Cohabitation is an arrangement where two people who are not married live together in an intimate relationship, usually an emotionally and/or sexually intimate one, on a long term or permanent one. Before 1970, cohabitation was illegal in certain countries, like America. But due to a change in the law, Cohbitation is now a common way of living, all over the world. As well as sex/birth outside of marriage, leaving at least 50% to 60% of couples cohabitating, this started in the late 1990s. This lead to the decline of traditional nuclear families as people want to live in companionship because nearly half the amount of marriages now end in divorce, as well as cohabitating being cheaper, easier and less hassle. The new right see the decline in the traditional nuclear family and increase on family diversity as negative trends on modern society. From the new right perspective, these changes are the cause of many social problems in Britain today.

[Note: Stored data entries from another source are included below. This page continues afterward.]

//! Config subcommand handlers.

use std::collections::BTreeMap;

use dialoguer::{Input, Select};

use crate::cli::{ConfigArgs, ConfigCommand, GlobalOpts};
use crate::config::{self, Config, DEFAULT_SERVER, Defaults, Profile};
use crate::error::CliError;
use crate::output;

// ── Helpers ─────────────────────────────────────────────────────────

/// Format config for display, masking sensitive fields.
fn format_config_redacted(cfg: &Config) -> String {
    use std::fmt::Write;
    let mut out = String::new();

    if let Some(ref default) = cfg.default_profile {
        let _ = writeln!(out, "default_profile = \"{default}\"");
    }
    let _ = writeln!(out);
    let _ = writeln!(out, "[defaults]");
    let _ = writeln!(out, "output = \"{}\"", cfg.defaults.output);
    let _ = writeln!(out, "color = \"{}\"", cfg.defaults.color);
    let _ = writeln!(out, "insecure = {}", cfg.defaults.insecure);
    let _ = writeln!(out, "timeout = {}", cfg.defaults.timeout);

    for (name, p) in &cfg.profiles {
        let _ = writeln!(out);
        let _ = writeln!(out, "[profiles.{name}]");
        let _ = writeln!(out, "server = \"{}\"", p.server);
        if let Some(ref email) = p.email {
            let _ = writeln!(out, "email = \"{email}\"");
        }
        if p.password.is_some() {
            let _ = writeln!(out, "password = \"****\"");
        }
        if let Some(ref env) = p.password_env {
            let _ = writeln!(out, "password_env = \"{env}\"");
        }
        if let Some(ref ca) = p.ca_cert {
            let _ = writeln!(out, "ca_cert = \"{}\"", ca.display());
        }
        if let Some(insecure) = p.insecure {
            let _ = writeln!(out, "insecure = {insecure}");
        }
        if let Some(timeout) = p.timeout {
            let _ = writeln!(out, "timeout = {timeout}");
        }
    }

    out
}

/// Map a dialoguer / interactive I/O failure into CliError.
fn prompt_err(e: impl std::fmt::Display) -> CliError {
    CliError::Validation {
        field: "interactive".into(),
        reason: format!("prompt failed: {e}"),
    }
}

fn profile_not_found(cfg: &Config, name: String) -> CliError {
    let available: Vec<_> = cfg.profiles.keys().cloned().collect();
    CliError::ProfileNotFound {
        name,
        available: if available.is_empty() {
            "(none)".into()
        } else {
            available.join(", ")
        },
    }
}

/// Offer to store the password in the system keyring or return it for
/// plaintext config.
///
/// Returns `Some(secret)` if the user chose plaintext, `None` if stored in keyring.
fn prompt_keyring_storage(profile_name: &str, secret: &str) -> Result<Option<String>, CliError> {
    let choices = &[
        "Store in system keyring (recommended)",
        "Save to config file (plaintext)",
    ];
    let selection = Select::new()
        .with_prompt("Where to store the password?")
        .items(choices)
        .default(0)
        .interact()
        .map_err(prompt_err)?;

    if selection == 0 {
        stockroom_config::store_password(profile_name, secret)?;
        eprintln!("   ✓ Password stored in system keyring");
        Ok(None)
    } else {
        Ok(Some(secret.to_owned()))
    }
}

// ── Handler ─────────────────────────────────────────────────────────

#[allow(clippy::too_many_lines)]
pub fn handle(args: ConfigArgs, global: &GlobalOpts) -> Result<(), CliError> {
    match args.command {
        // ── Init: interactive wizard ────────────────────────────────
        ConfigCommand::Init => {
            let config_path = config::config_path();
            eprintln!("stockroom configuration wizard");
            eprintln!("   Config path: {}\n", config_path.display());

            let profile_name: String = Input::new()
                .with_prompt("Profile name")
                .default("default".into())
                .interact_text()
                .map_err(prompt_err)?;

            let server: String = Input::new()
                .with_prompt("Server URL")
                .default(DEFAULT_SERVER.into())
                .interact_text()
                .map_err(prompt_err)?;

            let email: String = Input::new()
                .with_prompt("Login email")
                .interact_text()
                .map_err(prompt_err)?;

            let pass = rpassword::prompt_password("Password: ").map_err(prompt_err)?;
            if email.trim().is_empty() || pass.is_empty() {
                return Err(CliError::Validation {
                    field: "credentials".into(),
                    reason: "email and password cannot be empty".into(),
                });
            }
            let password = prompt_keyring_storage(&profile_name, &pass)?;

            let profile = Profile {
                server,
                email: Some(email.trim().to_owned()),
                password,
                ..Profile::default()
            };

            let mut profiles = BTreeMap::new();
            profiles.insert(profile_name.clone(), profile);

            let cfg = Config {
                default_profile: Some(profile_name.clone()),
                defaults: Defaults::default(),
                profiles,
            };

            config::save_config(&cfg)?;

            eprintln!("\n✓ Configuration written to {}", config_path.display());
            eprintln!("  Active profile: {profile_name}");
            eprintln!("\n  Test it: stockroom whoami");

            Ok(())
        }

        // ── Show ────────────────────────────────────────────────────
        ConfigCommand::Show => {
            let cfg = config::load_config_or_default();
            let out = output::render_single(&global.output, &cfg, format_config_redacted, |_| {
                "config".into()
            });
            output::print_output(&out, global.quiet);
            Ok(())
        }

        // ── Set <key> <value> ───────────────────────────────────────
        ConfigCommand::Set { key, value } => {
            let mut cfg = config::load_config_or_default();
            let profile_name = config::active_profile_name(global, &cfg);

            let profile = cfg
                .profiles
                .entry(profile_name.clone())
                .or_insert_with(|| Profile {
                    server: DEFAULT_SERVER.into(),
                    ..Profile::default()
                });

            match key.as_str() {
                "server" => profile.server = value,
                "email" => profile.email = Some(value),
                "password_env" | "password-env" => profile.password_env = Some(value),
                "insecure" => {
                    profile.insecure = Some(value.parse().map_err(|_| CliError::Validation {
                        field: "insecure".into(),
                        reason: "must be 'true' or 'false'".into(),
                    })?);
                }
                "timeout" => {
                    profile.timeout = Some(value.parse().map_err(|_| CliError::Validation {
                        field: "timeout".into(),
                        reason: "must be a number (seconds)".into(),
                    })?);
                }
                "ca_cert" | "ca-cert" => profile.ca_cert = Some(value.into()),
                other => {
                    return Err(CliError::Validation {
                        field: other.into(),
                        reason: format!(
                            "unknown config key '{other}'. Valid keys: server, email, \
                             password_env, insecure, timeout, ca_cert"
                        ),
                    });
                }
            }

            config::save_config(&cfg)?;
            eprintln!("✓ Set {key} on profile '{profile_name}'");
            Ok(())
        }

        // ── Profiles ────────────────────────────────────────────────
        ConfigCommand::Profiles => {
            let cfg = config::load_config_or_default();
            let default = cfg.default_profile.as_deref().unwrap_or("default");
            if cfg.profiles.is_empty() {
                eprintln!("No profiles configured. Run: stockroom config init");
            } else {
                for (name, profile) in &cfg.profiles {
                    let marker = if name == default { " *" } else { "" };
                    println!("{name}{marker}\t{}", profile.server);
                }
            }
            Ok(())
        }

        // ── Use <name> ─────────────────────────────────────────────
        ConfigCommand::Use { name } => {
            let mut cfg = config::load_config_or_default();
            if !cfg.profiles.contains_key(&name) {
                return Err(profile_not_found(&cfg, name));
            }
            cfg.default_profile = Some(name.clone());
            config::save_config(&cfg)?;
            eprintln!("✓ Default profile set to '{name}'");
            Ok(())
        }

        // ── SetPassword ─────────────────────────────────────────────
        ConfigCommand::SetPassword { profile } => {
            let cfg = config::load_config_or_default();
            let profile_name = profile.unwrap_or_else(|| config::active_profile_name(global, &cfg));
            if !cfg.profiles.contains_key(&profile_name) {
                return Err(profile_not_found(&cfg, profile_name));
            }

            let secret = rpassword::prompt_password("Password: ").map_err(prompt_err)?;
            if secret.is_empty() {
                return Err(CliError::Validation {
                    field: "password".into(),
                    reason: "value cannot be empty".into(),
                });
            }
            stockroom_config::store_password(&profile_name, &secret)?;

            eprintln!("✓ Password stored in system keyring for profile '{profile_name}'");
            Ok(())
        }
    }
}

Seeing as in today’s society there is plenty of access to contraception couples/married couples are not having children for various reasons which has impacted the number of children being born, and therefore the decline of the traditional nuclear family. There has been an increase in marriage of 9.2% between 2006 and 2011. George Murdock, an American anthropologist, argued on the basis of his studies that the nuclear family was a universal social institution and that it existed universally because it fulfilled four basic functions for society: the sexual, reproductive, economic and education functions.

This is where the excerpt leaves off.